**Listed entries:**
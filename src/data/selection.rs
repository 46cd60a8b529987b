//! Drag-to-select over a bitmap.
//!
//! ```text
//! Idle --pointer down--> Dragging --pointer up anywhere--> PendingSelection --corners known--> request
//!                         |   ^
//!                         +---+ pointer move (pixel rectangle only)
//! ```
//!
//! Each corner is mapped once: the anchor on pointer down, the end on pointer
//! up. A corner that lands on the image names a cell whose address the backend
//! has to resolve; a corner off the image is [`Corner::Outside`] and becomes the
//! undefined sentinel at commit. A finished gesture yields one
//! [`PendingSelection`], which commits to exactly one [`SelectionRequest`].

use std::cmp::Ordering;

use super::address::{Address, AddressRange};
use super::mapper::{CellIndex, CoordinateMapper};
use super::readout::AddressResolver;
use super::time::{TimeIndex, TimeRange};
use super::view::{BitmapType, BitmapView};
use crate::error::Result;

/// Pointer position relative to the image widget (chrome included).
#[derive(Debug, Clone, Copy, PartialEq, Eq, Hash)]
pub struct PixelPos {
    pub x: i64,
    pub y: i64,
}

impl PixelPos {
    pub fn new(x: i64, y: i64) -> Self {
        Self { x, y }
    }
}

/// Axis-aligned rectangle between two pixel positions, `min <= max` per axis.
#[derive(Debug, Clone, Copy, PartialEq, Eq)]
pub struct PixelRect {
    pub min: PixelPos,
    pub max: PixelPos,
}

impl PixelRect {
    pub fn from_corners(a: PixelPos, b: PixelPos) -> Self {
        Self {
            min: PixelPos::new(a.x.min(b.x), a.y.min(b.y)),
            max: PixelPos::new(a.x.max(b.x), a.y.max(b.y)),
        }
    }

    pub fn width(&self) -> i64 {
        self.max.x - self.min.x
    }

    pub fn height(&self) -> i64 {
        self.max.y - self.min.y
    }
}

/// A drag endpoint: resolved, or the "undefined" sentinel.
#[derive(Debug, Clone, PartialEq, Eq)]
pub enum Endpoint<T> {
    Resolved(T),
    Undefined,
}

impl<T> Endpoint<T> {
    pub fn is_undefined(&self) -> bool {
        matches!(self, Endpoint::Undefined)
    }

    pub fn resolved(&self) -> Option<&T> {
        match self {
            Endpoint::Resolved(value) => Some(value),
            Endpoint::Undefined => None,
        }
    }
}

impl<T> From<Option<T>> for Endpoint<T> {
    fn from(value: Option<T>) -> Self {
        value.map_or(Endpoint::Undefined, Endpoint::Resolved)
    }
}

/// One end of a drag after mapping.
#[derive(Debug, Clone, PartialEq)]
pub enum Corner {
    /// On the image. `address` stays `None` until the backend has answered for
    /// that row; `Some(Endpoint::Undefined)` is the backend's own `undefined`.
    Cell {
        cell: CellIndex,
        address: Option<Endpoint<Address>>,
    },
    /// The mapper put the position outside the image.
    Outside,
}

impl Corner {
    fn map(
        mapper: &CoordinateMapper,
        pos: PixelPos,
        view: &BitmapView,
        resolver: &dyn AddressResolver,
    ) -> Self {
        match mapper.pixel_to_index(pos.x, pos.y, view) {
            Ok(cell) => Corner::Cell {
                cell,
                address: resolver.address_at(view, cell.ip_index),
            },
            Err(_) => Corner::Outside,
        }
    }

    pub fn cell(&self) -> Option<CellIndex> {
        match self {
            Corner::Cell { cell, .. } => Some(*cell),
            Corner::Outside => None,
        }
    }

    /// Mapped onto a cell whose address is still unknown.
    pub fn is_waiting(&self) -> bool {
        matches!(self, Corner::Cell { address: None, .. })
    }

    /// Pick up an address that arrived since the corner was mapped.
    pub fn refresh(&mut self, view: &BitmapView, resolver: &dyn AddressResolver) {
        if let Corner::Cell { cell, address } = self {
            if address.is_none() {
                *address = resolver.address_at(view, cell.ip_index);
            }
        }
    }

    /// `None` while the address is unknown.
    fn endpoints(&self) -> Option<(Endpoint<Address>, Endpoint<TimeIndex>)> {
        match self {
            Corner::Cell {
                cell,
                address: Some(address),
            } => Some((address.clone(), Endpoint::Resolved(cell.time))),
            Corner::Cell { address: None, .. } => None,
            Corner::Outside => Some((Endpoint::Undefined, Endpoint::Undefined)),
        }
    }
}

/// State of one active drag gesture.
#[derive(Debug, Clone, PartialEq)]
pub struct DragState {
    pub anchor_pixel: PixelPos,
    pub current_pixel: PixelPos,
    pub anchor: Corner,
}

impl DragState {
    pub fn rect(&self) -> PixelRect {
        PixelRect::from_corners(self.anchor_pixel, self.current_pixel)
    }
}

#[derive(Debug, Clone, Default, PartialEq)]
pub enum SelectionState {
    #[default]
    Idle,
    Dragging(DragState),
}

/// A released gesture, possibly still waiting for corner addresses.
#[derive(Debug, Clone, PartialEq)]
pub struct PendingSelection {
    pub anchor: Corner,
    pub end: Corner,
}

impl PendingSelection {
    pub fn refresh(&mut self, view: &BitmapView, resolver: &dyn AddressResolver) {
        self.anchor.refresh(view, resolver);
        self.end.refresh(view, resolver);
    }

    /// Cells whose address has not come back yet.
    pub fn waiting_on(&self) -> Vec<CellIndex> {
        [&self.anchor, &self.end]
            .into_iter()
            .filter(|corner| corner.is_waiting())
            .filter_map(Corner::cell)
            .collect()
    }

    pub fn is_ready(&self) -> bool {
        !self.anchor.is_waiting() && !self.end.is_waiting()
    }

    /// Build the request, or `None` while a corner is waiting.
    pub fn commit(&self, view: &BitmapView) -> Option<Result<SelectionRequest>> {
        let (anchor_address, anchor_time) = self.anchor.endpoints()?;
        let (end_address, end_time) = self.end.endpoints()?;
        Some(commit(anchor_address, end_address, anchor_time, end_time, view))
    }
}

/// Committed selection handed to the request layer.
#[derive(Debug, Clone, PartialEq)]
pub struct SelectionRequest {
    pub addresses: AddressRange,
    pub times: TimeRange,
    pub bitmap_type: BitmapType,
    /// Prefix length the backend uses to cut rows (`subnet_size`).
    pub granularity: u8,
}

#[derive(Debug, Default)]
pub struct SelectionMachine {
    state: SelectionState,
    mapper: CoordinateMapper,
}

impl SelectionMachine {
    pub fn new(mapper: CoordinateMapper) -> Self {
        Self {
            state: SelectionState::Idle,
            mapper,
        }
    }

    pub fn state(&self) -> &SelectionState {
        &self.state
    }

    pub fn is_dragging(&self) -> bool {
        matches!(self.state, SelectionState::Dragging(_))
    }

    /// Pixel rectangle of the active drag, for the overlay.
    pub fn drag_rect(&self) -> Option<PixelRect> {
        match &self.state {
            SelectionState::Dragging(drag) => Some(drag.rect()),
            SelectionState::Idle => None,
        }
    }

    /// Anchor of the active drag.
    pub fn anchor(&self) -> Option<&Corner> {
        match &self.state {
            SelectionState::Dragging(drag) => Some(&drag.anchor),
            SelectionState::Idle => None,
        }
    }

    /// Start a gesture. Returns `false` if one is already active (single pointer).
    pub fn pointer_down(
        &mut self,
        pos: PixelPos,
        view: &BitmapView,
        resolver: &dyn AddressResolver,
    ) -> bool {
        if self.is_dragging() {
            return false;
        }
        self.state = SelectionState::Dragging(DragState {
            anchor_pixel: pos,
            current_pixel: pos,
            anchor: Corner::map(&self.mapper, pos, view, resolver),
        });
        true
    }

    /// Track the pointer; returns the updated rectangle while dragging.
    pub fn pointer_move(&mut self, pos: PixelPos) -> Option<PixelRect> {
        match &mut self.state {
            SelectionState::Dragging(drag) => {
                drag.current_pixel = pos;
                Some(drag.rect())
            }
            SelectionState::Idle => None,
        }
    }

    /// Finish the gesture. `pos` is `None` when the release happened where no
    /// pointer position is known; the last tracked position is used instead.
    ///
    /// Returns `None` when no gesture was active.
    pub fn pointer_up(
        &mut self,
        pos: Option<PixelPos>,
        view: &BitmapView,
        resolver: &dyn AddressResolver,
    ) -> Option<PendingSelection> {
        let SelectionState::Dragging(drag) = std::mem::take(&mut self.state) else {
            return None;
        };
        let end = pos.unwrap_or(drag.current_pixel);
        let mut pending = PendingSelection {
            anchor: drag.anchor,
            end: Corner::map(&self.mapper, end, view, resolver),
        };
        // The anchor lookup may have landed during the drag.
        pending.refresh(view, resolver);
        Some(pending)
    }

    /// Drop an active gesture without emitting anything.
    pub fn cancel(&mut self) {
        self.state = SelectionState::Idle;
    }
}

/// Normalize both endpoints into ranges, substituting undefined ends with view extremes.
pub fn commit(
    anchor_address: Endpoint<Address>,
    current_address: Endpoint<Address>,
    anchor_time: Endpoint<TimeIndex>,
    current_time: Endpoint<TimeIndex>,
    view: &BitmapView,
) -> Result<SelectionRequest> {
    let (a, b) = substitute_addresses(anchor_address, current_address, view)?;
    let (t1, t2) = substitute_times(anchor_time, current_time, view);
    Ok(SelectionRequest {
        addresses: AddressRange::new(a, b)?,
        times: TimeRange::new(t1, t2),
        bitmap_type: view.bitmap_type(),
        granularity: view.granularity(),
    })
}

fn substitute_addresses(
    a: Endpoint<Address>,
    b: Endpoint<Address>,
    view: &BitmapView,
) -> Result<(Address, Address)> {
    let min = view.addresses().low();
    let max = view.addresses().high();
    let extreme_for = |counterpart: &Address| -> Result<Address> {
        Ok(if counterpart.compare(min)? == Ordering::Greater {
            min.clone()
        } else {
            max.clone()
        })
    };
    Ok(match (a, b) {
        (Endpoint::Resolved(a), Endpoint::Resolved(b)) => (a, b),
        (Endpoint::Undefined, Endpoint::Resolved(b)) => (extreme_for(&b)?, b),
        (Endpoint::Resolved(a), Endpoint::Undefined) => {
            let b = extreme_for(&a)?;
            (a, b)
        }
        (Endpoint::Undefined, Endpoint::Undefined) => (min.clone(), max.clone()),
    })
}

fn substitute_times(
    a: Endpoint<TimeIndex>,
    b: Endpoint<TimeIndex>,
    view: &BitmapView,
) -> (TimeIndex, TimeIndex) {
    let span = view.time_range();
    let extreme_for = |counterpart: &TimeIndex| {
        if *counterpart > span.first() {
            span.first()
        } else {
            span.last()
        }
    };
    match (a, b) {
        (Endpoint::Resolved(a), Endpoint::Resolved(b)) => (a, b),
        (Endpoint::Undefined, Endpoint::Resolved(b)) => (extreme_for(&b), b),
        (Endpoint::Resolved(a), Endpoint::Undefined) => (a, extreme_for(&a)),
        (Endpoint::Undefined, Endpoint::Undefined) => (span.first(), span.last()),
    }
}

**Your task:** Copy each line of the listing that carries the string "Result".

**Answer to this task:**
use crate::error::Result;
    pub fn commit(&self, view: &BitmapView) -> Option<Result<SelectionRequest>> {
) -> Result<SelectionRequest> {
) -> Result<(Address, Address)> {
    let extreme_for = |counterpart: &Address| -> Result<Address> {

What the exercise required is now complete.